Land, merge, and deploy

Release management

Verification and completion

Read verification-and-finish.md before declaring success, opening or merging a PR, or cleaning up a branch or worktree.

Standard Execution Loop

Orient: inspect repo instructions, architecture, git state, and current task context. Discover by reading the codebase and docs/ before making assumptions.
Classify: decide whether this is implementation, architecture analysis, debugging, review, refactor, instrumentation, or release work.
Anchor: find the existing owner of the behavior and the minimal safe change surface. Identify any global utilities or base files that should be extended rather than duplicated.
Implement: make the smallest coherent change that solves the right problem, not just the nearest symptom. Apply senior/principal engineering standards — highest quality that fits the codebase, not just minimum viable.
Verify: run the focused proof first, then any broader regression evidence the repo or user expects. Keep tests updated — follow the quality-assurance skill for test strategy, coverage, anti-patterns, and all security work (threat modeling, secure architecture, cryptography, OWASP review).
Compound: surface follow-up risks, rollout notes, and cleanup the next engineer will need. Keep documentation updated — follow the code-documentation skill for placement and format inside docs/. Do not leave the repo with stale docs or failing tests after a behavioral change.

Skill Orchestration

If the current environment exposes more specialized skills, route work through them instead of bloating this skill:

Use create-plan when the user explicitly asks for a plan.
Use cloud-management for all cloud infrastructure and DevOps work: provisioning, cloud-specific CI/CD deploy-stage scaffolding (scripts/pipeline_generator.py in that skill), IaC module generation (scripts/terraform_scaffolder.py), deployment orchestration with health gates and rollback (scripts/deployment_manager.py), multi-cloud provider selection, deployment strategy selection (rolling, blue/green, canary), cost optimization, and cloud incident repair. Run detect_repo_stack.py first to identify the cloud surface, then load the relevant references. For bootstrapping a baseline CI pipeline (lint/test/build) use scripts/stack_detector.py + scripts/pipeline_generator.py in this skill first, then hand off deploy stages to cloud-management.
Use quality-assurance when verification strategy, flaky tests, review findings, or CI triage becomes the bottleneck. Also use quality-assurance references/testing-anti-patterns.md when writing mocks, adding test utilities, or reviewing test code for mock misuse or test-only methods bleeding into production classes.
Use scripts/coverage_analyzer.py to parse LCOV/JSON/XML coverage reports and identify P0/P1/P2 gaps. Use scripts/tdd_workflow.py to validate RED/GREEN/REFACTOR phase completion. Use scripts/fixture_generator.py to generate boundary-value test data and mock schemas. Full usage: python scripts/<name>.py --help.
Use scripts/api_scaffolder.py to generate Express/Fastify/Koa route handlers, validation middleware, and TypeScript types from an OpenAPI spec or database schema — or to reverse-generate an OpenAPI spec from existing routes. Use scripts/database_migration_tool.py to analyze a PostgreSQL schema for missing indexes, N+1 risks, and optimization opportunities, and to generate or dry-run migration files. Use scripts/api_load_tester.py to load test API endpoints with configurable concurrency and duration, measuring P50/P95/P99 latency, throughput, and error rates — including endpoint comparison and rate-limit verification. Full usage: python scripts/<name>.py --help.
Use scripts/prompt_optimizer.py to analyze prompt token count, clarity score, structure score, and ambiguity issues — and generate optimized versions or extract few-shot examples. Use scripts/rag_evaluator.py to measure context relevance, answer faithfulness, and groundedness in RAG systems, with comparison against a baseline report.
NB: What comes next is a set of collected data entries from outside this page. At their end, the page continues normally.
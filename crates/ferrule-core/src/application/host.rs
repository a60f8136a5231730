//! The host context every plugin receives.
//!
//! One [`Host`] exists per run. It is owned by the caller and lent out as
//! `&mut Host` to each plugin `apply` and each hook callback in turn, so two
//! callbacks can never touch it at the same time.

use std::collections::BTreeMap;
use std::path::{Path, PathBuf};
use std::sync::Arc;

use async_trait::async_trait;
use serde_json::Value;
use tracing::{debug, instrument};
use uuid::Uuid;

use crate::application::commands::{CreateAction, ScaffoldAction, TypeRegistry};
use crate::application::error::ApplicationError;
use crate::application::hooks::{
    HookArgs, HookFn, HookHandler, HookRegistry, names, run_sequential,
};
use crate::application::plugin::{AppliedPlugin, PluginDescriptor, PluginRegistry, init_plugins};
use crate::application::ports::{Filesystem, ProjectLoader};
use crate::application::services::entries::EntryResolver;
use crate::application::services::pipeline::{self, BuildOptions, ProjectHooks};
use crate::domain::{
    BuildMode, ConfigChain, DependencyScope, EntryPoint, EnvVars, PackageManifest,
    ProjectConfig, Provenance,
    common::{normalize, resolve_from},
};
use crate::error::FerruleResult;

/// Inputs for building a [`Host`].
#[derive(Default)]
pub struct HostOptions {
    /// Project root. Expected to be absolute.
    pub base_dir: PathBuf,
    /// Explicit config file; must exist when set.
    pub config_file: Option<PathBuf>,
    /// Environment snapshot (`HOST`, `PORT`, `NODE_ENV`, `FERRULE_*`).
    pub env: EnvVars,
    /// Directory receiving configuration inspection files.
    pub inspect_dir: Option<PathBuf>,
    pub project_hooks: ProjectHooks,
}

impl HostOptions {
    pub fn new(base_dir: impl Into<PathBuf>) -> Self {
        Self {
            base_dir: base_dir.into(),
            ..Default::default()
        }
    }

    pub fn config_file(mut self, file: impl Into<PathBuf>) -> Self {
        self.config_file = Some(file.into());
        self
    }

    pub fn env(mut self, env: EnvVars) -> Self {
        self.env = env;
        self
    }

    pub fn inspect_dir(mut self, dir: impl Into<PathBuf>) -> Self {
        self.inspect_dir = Some(dir.into());
        self
    }

    pub fn project_hooks(mut self, hooks: ProjectHooks) -> Self {
        self.project_hooks = hooks;
        self
    }
}

pub struct Host {
    root: PathBuf,
    config: ProjectConfig,
    config_path: Option<PathBuf>,
    env: EnvVars,
    mode: BuildMode,
    build_id: String,
    manifest: PackageManifest,
    inspect_dir: Option<PathBuf>,
    filesystem: Arc<dyn Filesystem>,
    pub(crate) hooks: HookRegistry<Host>,
    pub(crate) plugins: PluginRegistry,
    pub(crate) project_hooks: ProjectHooks,
    pub(crate) create_types: TypeRegistry<dyn CreateAction>,
    pub(crate) page_types: TypeRegistry<dyn ScaffoldAction>,
    pub(crate) component_types: TypeRegistry<dyn ScaffoldAction>,
}

impl Host {
    /// Load configuration, manifest and env files, and build the host.
    #[instrument(skip_all, fields(base_dir = %options.base_dir.display()))]
    pub fn load(
        options: HostOptions,
        loader: &dyn ProjectLoader,
        filesystem: Arc<dyn Filesystem>,
    ) -> FerruleResult<Self> {
        let root = normalize(&options.base_dir);

        let explicit = match &options.config_file {
            Some(file) => {
                let path = resolve_from(&root, [file]);
                if !filesystem.exists(&path) {
                    return Err(ApplicationError::ConfigFileNotFound { path }.into());
                }
                Some(path)
            }
            None => None,
        };

        let loaded = loader.load_config(&root, explicit.as_deref())?;
        let (config_path, file_layer) = match loaded {
            Some(loaded) => {
                debug!(path = %loaded.path.display(), "using config file");
                (Some(loaded.path), Some(loaded.data))
            }
            None => {
                debug!("not using any config file");
                (None, None)
            }
        };

        let mut config = ProjectConfig::layered(file_layer, &options.env, &root)?;

        let node_env = options.env.get("NODE_ENV").map(String::as_str);
        let dotenv = loader.load_env_files(&root, node_env)?;
        let strings = dotenv
            .into_iter()
            .chain(ProjectConfig::prefixed_envs(&options.env));
        config
            .envs
            .extend(strings.map(|(k, v)| (k, Value::String(v))));

        let manifest = loader.load_manifest(&root)?;

        let mut build_id = Uuid::new_v4().simple().to_string();
        build_id.truncate(8);

        Ok(Self {
            root,
            config,
            config_path,
            env: options.env,
            mode: BuildMode::default(),
            build_id,
            manifest,
            inspect_dir: options.inspect_dir,
            filesystem,
            hooks: HookRegistry::new(),
            plugins: PluginRegistry::default(),
            project_hooks: options.project_hooks,
            create_types: TypeRegistry::default(),
            page_types: TypeRegistry::default(),
            component_types: TypeRegistry::default(),
        })
    }

    // ------------------------------------------------------------------
    // State
    // ------------------------------------------------------------------

    pub fn root(&self) -> &Path {
        &self.root
    }

    pub fn config(&self) -> &ProjectConfig {
        &self.config
    }

    pub fn config_mut(&mut self) -> &mut ProjectConfig {
        &mut self.config
    }

    /// The config file the configuration came from, if any.
    pub fn config_path(&self) -> Option<&Path> {
        self.config_path.as_deref()
    }

    pub fn mode(&self) -> BuildMode {
        self.mode
    }

    pub fn set_mode(&mut self, mode: BuildMode) -> &mut Self {
        self.mode = mode;
        self
    }

    /// Random identifier of this run.
    pub fn build_id(&self) -> &str {
        &self.build_id
    }

    pub fn manifest(&self) -> &PackageManifest {
        &self.manifest
    }

    /// The environment snapshot the host was loaded with.
    pub fn env(&self) -> &EnvVars {
        &self.env
    }

    /// Values embedded into application code at build time.
    pub fn envs(&self) -> BTreeMap<String, Value> {
        let mut envs = self.config.envs.clone();
        envs.insert(
            "PUBLIC_PATH".into(),
            Value::String(self.config.public_path.clone()),
        );
        envs
    }

    pub fn inspect_dir(&self) -> Option<&Path> {
        self.inspect_dir.as_deref()
    }

    pub fn set_inspect_dir(&mut self, dir: Option<PathBuf>) -> &mut Self {
        self.inspect_dir = dir;
        self
    }

    pub fn filesystem(&self) -> &Arc<dyn Filesystem> {
        &self.filesystem
    }

    pub fn applied_plugins(&self) -> &[AppliedPlugin] {
        self.plugins.applied()
    }

    pub fn project_hooks_mut(&mut self) -> &mut ProjectHooks {
        &mut self.project_hooks
    }

    /// Join `segments` onto the project root.
    pub fn resolve_path<I, S>(&self, segments: I) -> PathBuf
    where
        I: IntoIterator<Item = S>,
        S: AsRef<Path>,
    {
        resolve_from(&self.root, segments)
    }

    /// `scope` is one of `all`, `prod`, `dev`.
    pub fn has_dependency(&self, name: &str, scope: &str) -> FerruleResult<bool> {
        let scope: DependencyScope = scope.parse()?;
        Ok(self.manifest.has_dependency(name, scope))
    }

    // ------------------------------------------------------------------
    // Hooks
    // ------------------------------------------------------------------

    pub fn add_hook(&mut self, name: &str, handler: Arc<dyn HookHandler<Host>>) -> &mut Self {
        self.hooks.register(name, handler);
        self
    }

    /// Register a synchronous closure on `name`.
    pub fn hook<F>(&mut self, name: &str, f: F) -> &mut Self
    where
        F: Fn(&mut Host, &mut HookArgs<'_>) -> anyhow::Result<()> + Send + Sync + 'static,
    {
        self.add_hook(name, Arc::new(HookFn(f)))
    }

    /// Register a `chainWebpack` contribution.
    pub fn chain_webpack<F>(&mut self, f: F) -> &mut Self
    where
        F: Fn(&mut ConfigChain, &BuildOptions, &mut Host) -> anyhow::Result<()>
            + Send
            + Sync
            + 'static,
    {
        self.add_hook(names::CHAIN_WEBPACK, Arc::new(ChainFn(f)))
    }

    /// Register an asynchronous `chainWebpack` handler.
    pub fn chain_webpack_with(&mut self, handler: Arc<dyn HookHandler<Host>>) -> &mut Self {
        self.add_hook(names::CHAIN_WEBPACK, handler)
    }

    /// Invoke every callback of `name` sequentially with this host.
    pub async fn invoke_hook(&mut self, name: &str, args: &mut HookArgs<'_>) -> FerruleResult<()> {
        let handlers = self.hooks.handlers(name);
        run_sequential(name, handlers, self, args).await?;
        Ok(())
    }

    pub fn hook_count(&self, name: &str) -> usize {
        self.hooks.count(name)
    }

    // ------------------------------------------------------------------
    // Plugins, configuration, entries
    // ------------------------------------------------------------------

    pub async fn init_plugins(
        &mut self,
        descriptors: Vec<PluginDescriptor>,
        provenance: Provenance,
    ) -> FerruleResult<()> {
        init_plugins(self, descriptors, provenance).await
    }

    /// Build the bundler configuration for one target.
    pub async fn resolve_configuration(&mut self, options: BuildOptions) -> FerruleResult<Value> {
        pipeline::resolve_configuration(self, options).await
    }

    /// Web entry points: discovered pages, or the configured `entry` map.
    pub fn entries(&self) -> FerruleResult<Vec<EntryPoint>> {
        EntryResolver::new(self.filesystem.as_ref(), &self.config, &self.root).entries()
    }

    /// Server-render entry points.
    pub fn node_entries(&self) -> FerruleResult<Vec<EntryPoint>> {
        EntryResolver::new(self.filesystem.as_ref(), &self.config, &self.root).node_entries()
    }
}

impl std::fmt::Debug for Host {
    fn fmt(&self, f: &mut std::fmt::Formatter<'_>) -> std::fmt::Result {
        f.debug_struct("Host")
            .field("root", &self.root)
            .field("mode", &self.mode)
            .field("build_id", &self.build_id)
            .field("config_path", &self.config_path)
            .field("plugins", &self.plugins.applied().len())
            .finish_non_exhaustive()
    }
}

/// Adapter for `chainWebpack` closures; ignores other hook arguments.
pub struct ChainFn<F>(pub F);

#[async_trait]
impl<F> HookHandler<Host> for ChainFn<F>
where
    F: Fn(&mut ConfigChain, &BuildOptions, &mut Host) -> anyhow::Result<()> + Send + Sync,
{
    async fn call(&self, host: &mut Host, args: &mut HookArgs<'_>) -> anyhow::Result<()> {
        match args {
            HookArgs::ChainWebpack { chain, options } => (self.0)(&mut **chain, *options, host),
            _ => Ok(()),
        }
    }
}

#[cfg(test)]
mod tests {
    use super::*;
    use crate::application::test_support::{FakeFs, FakeLoader, ROOT, env, host_with, test_host};
    use crate::domain::DomainError;
    use crate::error::FerruleError;
    use serde_json::json;

    #[test]
    fn resolve_path_joins_onto_root() {
        let host = test_host();
        assert_eq!(host.resolve_path(["src", "pages"]), Path::new("/work/app/src/pages"));
        assert_eq!(host.resolve_path(["/abs"]), Path::new("/abs"));
        let once = host.resolve_path(["a/./b/../c"]);
        assert_eq!(host.resolve_path([&once]), once);
    }

    #[test]
    fn unknown_dependency_scope_is_an_error() {
        let loader = FakeLoader {
            manifest: serde_json::from_value(json!({ "devDependencies": { "eslint": "6" } }))
                .unwrap(),
            ..Default::default()
        };
        let host = Host::load(HostOptions::new(ROOT), &loader, Arc::new(FakeFs::new())).unwrap();

        assert!(host.has_dependency("eslint", "dev").unwrap());
        assert!(!host.has_dependency("eslint", "prod").unwrap());
        assert!(matches!(
            host.has_dependency("eslint", "peer"),
            Err(FerruleError::Domain(DomainError::UnknownScope(_)))
        ));
    }

    #[test]
    fn explicit_config_must_exist() {
        let err = Host::load(
            HostOptions::new(ROOT).config_file("custom.json"),
            &FakeLoader::default(),
            Arc::new(FakeFs::new()),
        )
        .unwrap_err();
        assert!(matches!(
            err,
            FerruleError::Application(ApplicationError::ConfigFileNotFound { .. })
        ));
    }

    #[test]
    fn envs_merge_config_dotenv_and_prefixed_vars() {
        let loader = FakeLoader {
            config: Some(json!({ "envs": { "A": "config", "B": "config" }, "publicPath": "/x/" })),
            dotenv: [("B".to_string(), "dotenv".to_string())].into(),
            ..Default::default()
        };
        let host = Host::load(
            HostOptions::new(ROOT).env(env(&[("FERRULE_C", "process"), ("OTHER", "no")])),
            &loader,
            Arc::new(FakeFs::new()),
        )
        .unwrap();

        let envs = host.envs();
        assert_eq!(envs["A"], "config");
        assert_eq!(envs["B"], "dotenv");
        assert_eq!(envs["FERRULE_C"], "process");
        assert_eq!(envs["PUBLIC_PATH"], "/x/");
        assert!(!envs.contains_key("OTHER"));
    }

    #[test]
    fn envs_keep_non_string_values() {
        let loader = FakeLoader {
            config: Some(json!({ "envs": { "DEBUG": true, "RETRIES": 3, "FLAGS": ["a"] } })),
            ..Default::default()
        };
        let host = Host::load(HostOptions::new(ROOT), &loader, Arc::new(FakeFs::new())).unwrap();

        let envs = host.envs();
        assert_eq!(envs["DEBUG"], json!(true));
        assert_eq!(envs["RETRIES"], json!(3));
        assert_eq!(envs["FLAGS"], json!(["a"]));
    }

    #[test]
    fn build_id_is_short_and_random() {
        let a = test_host();
        let b = test_host();
        assert_eq!(a.build_id().len(), 8);
        assert_ne!(a.build_id(), b.build_id());
    }

    #[tokio::test]
    async fn hook_callbacks_can_mutate_the_host() {
        let mut host = host_with(None, FakeFs::new());
        host.hook("beforeRun", |host, _| {
            host.set_mode(BuildMode::Production);
            Ok(())
        });
        host.invoke_hook("beforeRun", &mut HookArgs::Empty).await.unwrap();
        assert_eq!(host.mode(), BuildMode::Production);
    }

    #[tokio::test]
    async fn callbacks_registered_during_invocation_do_not_join_it() {
        let mut host = test_host();
        host.hook("x", |host, _| {
            host.hook("x", |_, _| anyhow::bail!("late callback ran"));
            Ok(())
        });
        host.invoke_hook("x", &mut HookArgs::Empty).await.unwrap();
        assert_eq!(host.hook_count("x"), 2);
    }
}
use crate::domain::error::DomainError;

/// Project names must begin with an ASCII letter or `@` (scoped packages).
pub fn validate_project_name(name: &str) -> Result<(), DomainError> {
    let invalid = |reason: &str| DomainError::InvalidProjectName {
        name: name.to_string(),
        reason: reason.to_string(),
    };

    match name.chars().next() {
        None => Err(invalid("name is empty")),
        Some(c) if c.is_ascii_alphabetic() || c == '@' => {
            if name.chars().any(char::is_whitespace) {
                Err(invalid("name cannot contain whitespace"))
            } else {
                Ok(())
            }
        }
        Some(_) => Err(invalid("name must begin with a letter or @")),
    }
}

/// A plugin must report a non-empty name.
pub fn validate_plugin_name(name: &str, source_ref: &str) -> Result<(), DomainError> {
    if name.trim().is_empty() {
        return Err(DomainError::MissingPluginName {
            source_ref: source_ref.to_string(),
        });
    }
    Ok(())
}

#[cfg(test)]
mod tests {
    use super::*;

    #[test]
    fn project_names() {
        assert!(validate_project_name("shop").is_ok());
        assert!(validate_project_name("@acme/shop").is_ok());
        assert!(validate_project_name("Shop2").is_ok());
        assert!(validate_project_name("").is_err());
        assert!(validate_project_name("1shop").is_err());
        assert!(validate_project_name("-shop").is_err());
        assert!(validate_project_name("my shop").is_err());
    }

    #[test]
    fn blank_plugin_name_carries_source_ref() {
        let err = validate_plugin_name("  ", "/plugins/broken").unwrap_err();
        assert_eq!(
            err,
            DomainError::MissingPluginName {
                source_ref: "/plugins/broken".into()
            }
        );
        assert!(err.to_string().starts_with("plugin name not found\n"));
    }
}
//! Bundler configuration resolution.
//!
//! Every call starts from an empty [`ConfigChain`], lets each `chainWebpack`
//! contributor edit it in registration order, gives the project the last
//! word, and materializes the result.

use std::sync::Arc;

use serde::Serialize;
use serde_json::Value;
use tracing::{debug, instrument, warn};

use crate::application::error::ApplicationError;
use crate::application::hooks::{HookArgs, HookHandler, names};
use crate::application::host::{ChainFn, Host};
use crate::domain::{BuildMode, BuildTarget, ConfigChain, Filenames};
use crate::error::FerruleResult;

/// Options of one configuration resolution.
///
/// `mode` and `extract_css` are always recomputed from the host before
/// contributors see them.
#[derive(Debug, Clone, Default, PartialEq, Eq, Serialize)]
#[serde(rename_all = "camelCase")]
pub struct BuildOptions {
    #[serde(rename = "type")]
    pub target: BuildTarget,
    pub mode: BuildMode,
    /// Server-side rendering is active for this build.
    pub ssr: bool,
    pub extract_css: bool,
}

impl BuildOptions {
    pub fn new(target: BuildTarget) -> Self {
        Self {
            target,
            ..Default::default()
        }
    }

    pub fn ssr(mut self, ssr: bool) -> Self {
        self.ssr = ssr;
        self
    }
}

/// Options handed to a legacy override.
#[derive(Debug, Clone, PartialEq, Eq, Serialize)]
pub struct LegacyOptions {
    /// The build mode for web builds, `"server"` otherwise.
    #[serde(rename = "type")]
    pub kind: String,
}

impl LegacyOptions {
    pub fn for_build(options: &BuildOptions) -> Self {
        let kind = match options.target {
            BuildTarget::Web => options.mode.as_str().to_string(),
            _ => "server".to_string(),
        };
        Self { kind }
    }
}

/// Post-materialization override. Mutate the config in place, or return a
/// replacement.
pub type WebpackOverride =
    Arc<dyn Fn(&mut Value, &LegacyOptions) -> anyhow::Result<Option<Value>> + Send + Sync>;

/// Project-level contributions supplied programmatically.
#[derive(Clone, Default)]
pub struct ProjectHooks {
    /// Runs after every plugin `chainWebpack` contribution.
    pub chain_webpack: Option<Arc<dyn HookHandler<Host>>>,
    /// Deprecated post-materialization override.
    pub webpack_override: Option<WebpackOverride>,
}

impl ProjectHooks {
    pub fn chain_webpack<F>(mut self, f: F) -> Self
    where
        F: Fn(&mut ConfigChain, &BuildOptions, &mut Host) -> anyhow::Result<()>
            + Send
            + Sync
            + 'static,
    {
        self.chain_webpack = Some(Arc::new(ChainFn(f)));
        self
    }

    pub fn webpack_override<F>(mut self, f: F) -> Self
    where
        F: Fn(&mut Value, &LegacyOptions) -> anyhow::Result<Option<Value>> + Send + Sync + 'static,
    {
        self.webpack_override = Some(Arc::new(f));
        self
    }
}

impl std::fmt::Debug for ProjectHooks {
    fn fmt(&self, f: &mut std::fmt::Formatter<'_>) -> std::fmt::Result {
        f.debug_struct("ProjectHooks")
            .field("chain_webpack", &self.chain_webpack.is_some())
            .field("webpack_override", &self.webpack_override.is_some())
            .finish()
    }
}

#[instrument(skip_all, fields(target = %options.target, build_id = %host.build_id()))]
pub async fn resolve_configuration(host: &mut Host, options: BuildOptions) -> FerruleResult<Value> {
    let mut chain = ConfigChain::new();

    let mut options = BuildOptions {
        mode: host.mode(),
        ..options
    };
    options.extract_css = host.config().extract_css && (options.mode.is_production() || options.ssr);

    let filenames = Filenames::for_build(&host.config().filenames, options.mode, options.target);
    debug!(?filenames, "output file names");
    host.config_mut().output_filenames = filenames;

    host.invoke_hook(
        names::CHAIN_WEBPACK,
        &mut HookArgs::ChainWebpack {
            chain: &mut chain,
            options: &options,
        },
    )
    .await?;

    if let Some(patch) = host.config().chain_webpack.clone() {
        chain.merge(&patch)?;
    }
    if let Some(project) = host.project_hooks.chain_webpack.clone() {
        project
            .call(
                host,
                &mut HookArgs::ChainWebpack {
                    chain: &mut chain,
                    options: &options,
                },
            )
            .await
            .map_err(|source| ApplicationError::HookFailed {
                hook: "chainWebpack (project)".into(),
                index: 0,
                source: source.into(),
            })?;
    }

    if host.inspect_dir().is_some() {
        write_inspection(host, &chain, &options);
    }

    let mut config = chain.to_config();

    if let Some(legacy) = host.project_hooks.webpack_override.clone() {
        warn!("webpackOverride is deprecated, use chainWebpack to modify the configuration");
        let legacy_options = LegacyOptions::for_build(&options);
        if let Some(replacement) = legacy(&mut config, &legacy_options)? {
            config = replacement;
        }
    }

    Ok(config)
}

/// Append the options and the named chain to the inspection file.
///
/// Failures are logged only.
fn write_inspection(host: &Host, chain: &ConfigChain, options: &BuildOptions) {
    let Some(dir) = host.inspect_dir() else {
        return;
    };
    let path = dir.join(format!(
        "ferrule-inspect-webpack-config-{}-{}.js",
        options.target,
        host.build_id()
    ));

    let options_json = serde_json::to_string(options).unwrap_or_default();
    let content = format!(
        "//{options_json}\nconst {} = {}\n",
        options.target,
        chain.to_inspect_string()
    );

    let fs = host.filesystem();
    match fs.create_dir_all(dir).and_then(|()| fs.append_file(&path, &content)) {
        Ok(()) => debug!(path = %path.display(), "configuration inspection written"),
        Err(e) => warn!(error = %e, path = %path.display(), "could not write inspection file"),
    }
}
Use scripts/agent_orchestrator.py to validate agent YAML/JSON configs, generate ASCII or Mermaid workflow diagrams, and estimate token costs per run. Full usage: python scripts/<name>.py --help.
Use quality-assurance for ALL security work: threat modeling (references/threat-modeling/), secure architecture design (references/security-architecture-patterns.md), cryptography selection and implementation (references/cryptography-implementation.md), STRIDE automation (scripts/threat_modeler.py), secret scanning (scripts/secret_scanner.py), OWASP-aligned code review (references/security-best-practices/), security testing (references/security-testing.md), comprehensive security audits (CSO mode), and penetration testing (references/pentesting-shannon.md). Never implement security-sensitive code without first consulting the relevant quality-assurance reference.
Use interface-design.md when designing a new module or API and the right shape is unclear — spawns parallel sub-agents with divergent constraints to generate 3+ radically different designs, then compares and synthesizes. Invoke before implementing any interface that will be hard to change once callers exist.
Use gh-address-comments for GitHub review-thread triage and inline replies.
Use gh-fix-ci when GitHub Actions checks are failing.
Use self-improvement.md at session end or after errors to extract patterns and keep reference guidance up to date. Templates live in templates/ and accumulated patterns in memory/semantic-patterns.json.
Use autoimprove.md for autonomous, batch optimization of a specific reference — define a binary checklist, let the agent iterate unattended, ship only after reviewing the diff and score improvement.
Use skill-extraction.md to create new SKILL.md files from session learnings — invoked via /claudeception, "save this as a skill", or after any non-obvious debugging. Use templates/new-skill-template.md as the scaffold.
Use continual-learning.md to keep CLAUDE.md / AGENTS.md current with durable user preferences and workspace facts mined from transcript deltas. Cadence-gated (≥10 turns, ≥120 min, transcript advanced). Delegates to references/agents/agents-memory-updater.md.
Use learning-system.md for the repo-local learning/ folder system — 8 artifact types (items → episodes → triples → lessons → collections → procedures → beliefs), 4-step operating loop, and promotion into identity/doc files. Scripts: scripts/init-learning.sh, scripts/capture-item.py, scripts/scan-learning.py, scripts/refresh-learning.py. When promoting to human-readable docs, write to docs/memories/ (see code-documentation skill for format and placement rules).
Use the code-documentation skill whenever writing any documentation to the repo — logs, lessons, facts, procedures, fixes, audits, plans, specs, cookbook guides, or service docs. That skill owns docs/ folder structure, naming conventions, and format templates.
Use land-and-deploy.md when the user says "merge", "land", "deploy", "ship it to production", or similar. The reference covers the full sequence from pre-merge readiness gate through canary verification and revert strategy.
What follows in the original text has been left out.